I'll be praying for you!

Tricia

seamom said...

Love your wonderful journal page! It will look beautiful in pink too. And congrats on the forthcoming blessed event X2! I have 5 kids, only one boy. All grown and 4 are parents themselves. It's strange maybe, but I see them collectivly now. Perhaps because they are no longer part of my daily life. And I so agree with most all of the previous posters, it is all part of His plan!

Basement Stamper said...

Gorgeous journaling page and I know that feeling. We had hoped for a girl the first time and my husband was crushed when he learned we were having a boy. He's turned out to be such a blessing and so much easier than our girl. I wouldn't change the page, leave it as it is.

Unknown said...

SO amazing, Julee! Your art journal page is truly beautiful, but what it represents to you is what makes it special! Hugs to you and thanks for sharing!

Luanne said...

I read this today, and thought of you. I had to share the link, it made me chuckle. Did you know this? http://www.huffingtonpost.com/2012/02/15/eva-airs-hello-kitty-plan_n_1276230.html?ref=travel

Hope the link comes up for you and brightens your day!

Lori Craig said...

I love your page and love your touching post with reflection on a perfect verse. I'm praying for you.

Papercraft Cafe said...

Julee, I haven't left a comment for you in years (shame on me) and I was just checking out the more recent card which is so beautiful, when I noticed your comment about being pregnant with twins. I'm so happy and excited for you. I know it's overwhelming and scary, but it is also such a blessing. My twin boys are 30 years old now and the time has flown by so fast. I will keep you in my thoughts and prayers as you prepare for your new family.

Marie

scrapsnsuch@gmail.com said...

Julee, congratulations and HUGE hugs!!! I too have twin boys who are now 4. I also have a daughter and of my 3 children, it is one of my sons who constantly wants to bake and craft with me ;>) My sons do run around the house, but they also give the best hugs and kisses!!!

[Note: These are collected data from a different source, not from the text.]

use crate::codec::PLACEHOLDER;

/// Where the decode loop resumes after a token that cannot be represented in
/// UCS-2.
#[derive(Debug, Clone, Copy, Default, PartialEq, Eq)]
#[cfg_attr(feature = "serde", derive(serde::Serialize, serde::Deserialize))]
pub enum Resync {
    /// Resume at the byte after the failed lead byte. The continuation bytes
    /// of a 4- to 6-byte token are then examined as lead bytes of their own,
    /// and each fails, so one such token yields one placeholder per byte.
    #[default]
    NextByte,
    /// Skip the whole length announced by a 4-, 5- or 6-byte lead byte
    /// (clamped to the end of input) and emit a single placeholder for it.
    ///
    /// Malformed lead bytes and bad continuation bytes still resume at the
    /// next byte, since their token length was never established.
    SkipToken,
}

/// Configuration for the lossy UTF-8 → UCS-2 conversion.
///
/// # Examples
///
/// ```rust
/// use utf8ucs2::{DecodeOptions, Resync, utf8_to_ucs2_with};
///
/// let options = DecodeOptions {
///     placeholder: 0xFFFD,
///     resync: Resync::SkipToken,
/// };
/// let ucs2 = utf8_to_ucs2_with(&[0x41, 0xF0, 0xA0, 0x9C, 0x8E, 0x31], &options);
/// assert_eq!(ucs2, [0x41, 0xFFFD, 0x31]);
/// ```
#[derive(Debug, Clone, Copy, PartialEq, Eq)]
#[cfg_attr(feature = "serde", derive(serde::Serialize, serde::Deserialize))]
#[cfg_attr(feature = "serde", serde(default))]
pub struct DecodeOptions {
    /// Code unit emitted for each token that fails to decode.
    ///
    /// # Default
    ///
    /// `?` (U+003F)
    pub placeholder: u16,

    /// Where decoding resumes after an out-of-range token.
    ///
    /// # Default
    ///
    /// [`Resync::NextByte`]
    pub resync: Resync,
}

impl Default for DecodeOptions {
    fn default() -> Self {
        Self {
            placeholder: PLACEHOLDER,
            resync: Resync::NextByte,
        }
    }
}

#[cfg(all(test, feature = "serde"))]
mod tests {
    use super::{DecodeOptions, Resync};

    #[test]
    fn missing_fields_take_defaults() {
        let options: DecodeOptions = serde_json::from_str(r#"{"resync":"SkipToken"}"#).unwrap();
        assert_eq!(
            options,
            DecodeOptions {
                resync: Resync::SkipToken,
                ..Default::default()
            }
        );
        assert_eq!(
            serde_json::to_string(&DecodeOptions::default()).unwrap(),
            r#"{"placeholder":63,"resync":"NextByte"}"#
        );
    }
}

MackieMade Paper Creations said...

I have a son! He is my sunshine! Boys love their mommas!
Boys are movers and shakers. They don't like to be still! But they are full of love and laughter! You will be shocked at your feelings once they are born! So ... Don't worry! Everything will be OK!

Robin Cooper said...

I had also longed for a girl in my family, but in God's wisdom and goodness he blessed me with what he knew I could handle--another boy. These things are things that I have thought of when I am longing for another girl in the family. Girls are wonderful--but they also screech and they fight differently than boys (noise is hard for me). While the kids bond with both parents, it seems that girls bond a little more with the Dad, while boys bond more with the Mom. There are other things that I think of, but I can't remember what they are. Remember to trust God!

Heidi said...

Julee this is beautiful and I think it is fitting for boys as well. It was made from the heart.

I have 2 boys and I tell you that I would never want it any other way. I am a girlie girl, always have been but guess what? I am still girlie girl and they all know it- and they treat me like it. They are going to capture your heart, hold your fingers and just adore their mother (sometimes more than you will want!) There is nothing like it- God knows what we need and he will bless you.